● Directions for this task
Within the material below, how many lines carry the word "previous"? Answer with a single number.

● Material for this task
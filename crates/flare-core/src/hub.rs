//! The hub: current-span holder, scope stack, and capture entry points.
//!
//! One hub serves one logical execution context, such as a worker processing
//! one message at a time or a single async task. Interior mutability makes
//! the handle shareable behind an [`Arc`], but the model stays cooperative:
//! lifecycle operations for the same context are not expected to race.

use crate::client::ReportingClient;
use crate::config::ReportingConfig;
use crate::event::{Breadcrumb, Event, EventId, Level};
use crate::scope::{Scope, ScopeGuard};
use crate::span::{Span, TransactionContext};
use chrono::Utc;
use parking_lot::Mutex;
use std::error::Error;
use std::fmt;
use std::sync::Arc;

/// Holder of the current span, the scope stack, and the reporting client.
pub struct Hub {
    scopes: Mutex<ScopeStack>,
    client: Option<Arc<dyn ReportingClient>>,
    config: ReportingConfig,
}

/// The active scope plus the scopes suspended beneath it. There is always an
/// active scope; unbalanced pops leave it untouched.
#[derive(Debug, Default)]
struct ScopeStack {
    active: Scope,
    suspended: Vec<Scope>,
}

impl ScopeStack {
    fn push(&mut self) {
        self.suspended.push(self.active.clone());
    }

    fn pop(&mut self) {
        if let Some(previous) = self.suspended.pop() {
            self.active = previous;
        }
    }
}

impl Hub {
    /// Creates a hub delivering events to `client`, with default reporting
    /// configuration.
    pub fn new(client: Arc<dyn ReportingClient>) -> Self {
        Self::with_config(Some(client), ReportingConfig::default())
    }

    /// Creates a hub with no reporting client.
    ///
    /// Spans, scopes, and breadcrumbs work as usual; captured events are
    /// dropped.
    pub fn without_client() -> Self {
        Self::with_config(None, ReportingConfig::default())
    }

    /// Creates a hub with explicit reporting configuration.
    pub fn with_config(client: Option<Arc<dyn ReportingClient>>, config: ReportingConfig) -> Self {
        Self {
            scopes: Mutex::new(ScopeStack::default()),
            client,
            config,
        }
    }

    /// The current span, if one is set on the active scope.
    pub fn span(&self) -> Option<Span> {
        self.scopes.lock().active.span()
    }

    /// Sets or clears the current span on the active scope.
    pub fn set_span(&self, span: Option<Span>) {
        self.scopes.lock().active.set_span(span);
    }

    /// Starts a new top-level transaction.
    ///
    /// The transaction is not made current automatically; call
    /// [`set_span`](Self::set_span) to attribute subsequent work to it.
    pub fn start_transaction(&self, context: TransactionContext) -> Span {
        Span::transaction(context)
    }

    /// Pushes an isolated scope, returning a guard that pops it on drop.
    ///
    /// The new scope starts as a clone of the active one, so existing tags,
    /// breadcrumbs, and the current span remain visible inside it.
    pub fn push_scope(&self) -> ScopeGuard<'_> {
        self.scopes.lock().push();
        ScopeGuard::new(self)
    }

    pub(crate) fn pop_scope(&self) {
        self.scopes.lock().pop();
    }

    /// Runs `callback` inside a pushed scope prepared by `configure`.
    ///
    /// The scope pops on every exit path, panics included.
    pub fn with_scope<C, F, R>(&self, configure: C, callback: F) -> R
    where
        C: FnOnce(&mut Scope),
        F: FnOnce() -> R,
    {
        let _guard = self.push_scope();
        self.configure_scope(configure);
        callback()
    }

    /// Gives `f` mutable access to the active scope.
    pub fn configure_scope<F, R>(&self, f: F) -> R
    where
        F: FnOnce(&mut Scope) -> R,
    {
        f(&mut self.scopes.lock().active)
    }

    /// Records a breadcrumb on the active scope.
    ///
    /// The scope keeps at most the configured `max_breadcrumbs` entries,
    /// dropping the oldest first.
    pub fn add_breadcrumb(&self, breadcrumb: Breadcrumb) {
        let max = self.config.max_breadcrumbs;
        self.scopes.lock().active.add_breadcrumb(breadcrumb, max);
    }

    /// Captures an error as an event and hands it to the reporting client.
    ///
    /// The event snapshots the error's display message and `source()` chain
    /// together with the active scope's tags and breadcrumbs. Returns the id
    /// assigned to the event; without a configured client the event is
    /// dropped.
    pub fn capture_error(&self, error: &dyn Error) -> EventId {
        let event = self.build_event(error);
        let id = event.id;
        match &self.client {
            Some(client) => client.capture_event(event),
            None => {
                tracing::debug!(event_id = %id, "no reporting client configured, event dropped");
            }
        }
        id
    }

    /// The reporting client, if one is configured.
    pub fn client(&self) -> Option<Arc<dyn ReportingClient>> {
        self.client.clone()
    }

    /// Synchronously flushes the reporting client using the configured
    /// timeout.
    ///
    /// Returns `true` when everything pending went out, or when no client is
    /// configured.
    pub fn flush(&self) -> bool {
        let Some(client) = &self.client else {
            return true;
        };
        let flushed = client.flush(Some(self.config.flush_timeout));
        if !flushed {
            tracing::warn!(
                timeout_ms = self.config.flush_timeout.as_millis() as u64,
                "reporting client did not flush within the configured timeout"
            );
        }
        flushed
    }

    fn build_event(&self, error: &dyn Error) -> Event {
        let mut error_chain = Vec::new();
        let mut source = error.source();
        while let Some(cause) = source {
            error_chain.push(cause.to_string());
            source = cause.source();
        }

        let scopes = self.scopes.lock();
        Event {
            id: EventId::new(),
            timestamp: Utc::now(),
            level: Level::Error,
            message: error.to_string(),
            error_chain,
            tags: scopes.active.tags().clone(),
            breadcrumbs: scopes.active.breadcrumbs().cloned().collect(),
            environment: self.config.environment.clone(),
            release: self.config.release.clone(),
        }
    }
}

impl fmt::Debug for Hub {
    fn fmt(&self, f: &mut fmt::Formatter<'_>) -> fmt::Result {
        f.debug_struct("Hub")
            .field("has_client", &self.client.is_some())
            .finish_non_exhaustive()
    }
}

● Exercise answer
2